Christopher Gunther, MPH, New Orleans Health Department, New Orleans, LA
Karen DeSalvo, MD, MPH, MSc, Office of the Mayor, City of New Orleans, New Orleans, LA
Pam Albers, LCSW, BACS, Crescent House, New Orleans, LA
Katherine Theall, PhD, Department of Global Community Health and Behavioral Sciences, Tulane School of Public Health and Tropical Medicine, New Orleans, LA
Julie Hagan, MPH, LDN, RD, CLC, New Orleans Health Department, New Orleans
Mary Claire Landry, LCSW, MBA, New Orleans Family Justice Center, New Orleans, LA
The Special Supplemental Nutrition Program for Women, Infants and Children (WIC) serves 53% of U.S.-born infants. In Orleans Parish, City-operated WIC clinics generate over 60,000 visits per year. Despite WIC's massive reach, it is too often pigeonholed as a program whose sole objective is to supplement nutrition for women and children. WIC produces markedly improved health outcomes for its participants. Yet WIC remains a missed opportunity, a space through which millions of our highest need families pass, receiving little more than food vouchers. WIC should be prioritized as a nexus of coordinated nutritional, health, and social service delivery for those who need it most.

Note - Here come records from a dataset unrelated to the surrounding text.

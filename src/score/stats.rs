use std::cmp::Ordering;

/// Arithmetic mean; zero for an empty slice.
pub fn mean(values: &[f64]) -> f64 {
    if values.is_empty() { 0.0 } else { values.iter().sum::<f64>() / values.len() as f64 }
}

/// Population standard deviation (divisor N); zero for an empty slice.
pub fn std_dev(values: &[f64]) -> f64 {
    if values.is_empty() { return 0.0 }
    let mu = mean(values);
    (values.iter().map(|v| (v - mu).powi(2)).sum::<f64>() / values.len() as f64).sqrt()
}

/// Z-scores against the population mean and deviation.
/// Identical values, or a deviation that is rounding noise next to the
/// spread of the values, map every value to 0.
pub fn z_scores(values: &[f64]) -> Vec<f64> {
    if values.windows(2).all(|w| w[0] == w[1]) {
        return vec![0.0; values.len()]
    }
    let mu = mean(values);
    let sigma = std_dev(values);
    let spread = values.iter().map(|v| (v - mu).abs()).fold(0.0, f64::max);
    if !(sigma > f64::EPSILON * spread && sigma.is_finite()) {
        return vec![0.0; values.len()]
    }
    values.iter().map(|v| (v - mu) / sigma).collect()
}

/// Percentile ranks in (0, 100]: the 1-based rank divided by N, times 100.
/// Tied values share the mean of the ranks they span.
pub fn percentile_ranks(values: &[f64]) -> Vec<f64> {
    let n = values.len();
    let mut order: Vec<usize> = (0..n).collect();
    order.sort_by(|&a, &b| values[a].partial_cmp(&values[b]).unwrap_or(Ordering::Equal));

    let mut ranks = vec![0.0; n];
    let mut start = 0;
    while start < n {
        let mut end = start + 1;
        while end < n && values[order[end]] == values[order[start]] { end += 1 }

        // Positions start..end hold ranks start+1 ..= end.
        let rank = (start + 1 + end) as f64 / 2.0;
        for &i in &order[start..end] { ranks[i] = rank * 100.0 / n as f64 }
        start = end;
    }
    ranks
}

New Orleans' murder rate has been seven to eight times the national average for over 30 years, exposing multiple generations to extreme levels of violence and trauma. This deeply ingrained culture of violence calls for innovative solutions that prevent violence at multiple levels and in all its forms.

Many murder victims and perpetrators have passed through WIC, unsurprising given WIC's reach. In response, New Orleans has developed a family violence prevention initiative as part of NOLA FOR LIFE, the City's plan for murder reduction. All WIC participants are given a brief family violence screen and offered on-site services through the New Orleans Family Justice Center. This initiative models a new WIC, in which the program responds to participants' needs broadly, through integration of essential services in one location.

This presentation shares insights from the initiative's planning and implementation process and preliminary data from a process evaluation.

Learning Areas:

Planning of health education strategies, interventions, and programs
Program planning

Learning Objectives:
Discuss the role of WIC in violence prevention and general health promotion. Assess the impact of screening for family violence on family safety.

Keyword(s): Family Violence, WIC

Presenting author's disclosure statement:

Qualified on the content I am responsible for because: I am the program lead for violence and behavioral health in the New Orleans Health Department, where I direct several of the initiatives under the City's NOLA FOR LIFE murder reduction plan. My work includes family violence prevention, building trauma resiliency in local schools, and coordination of behavioral health care in New Orleans. I am also site coordinator for New Orleans work with the National Forum on Youth Violence Prevention.
Any relevant financial relationships? No

I agree to comply with the American Public Health Association Conflict of Interest and Commercial Support Guidelines, and to disclose to the participants any off-label or experimental uses of a commercial product or service discussed in my presentation.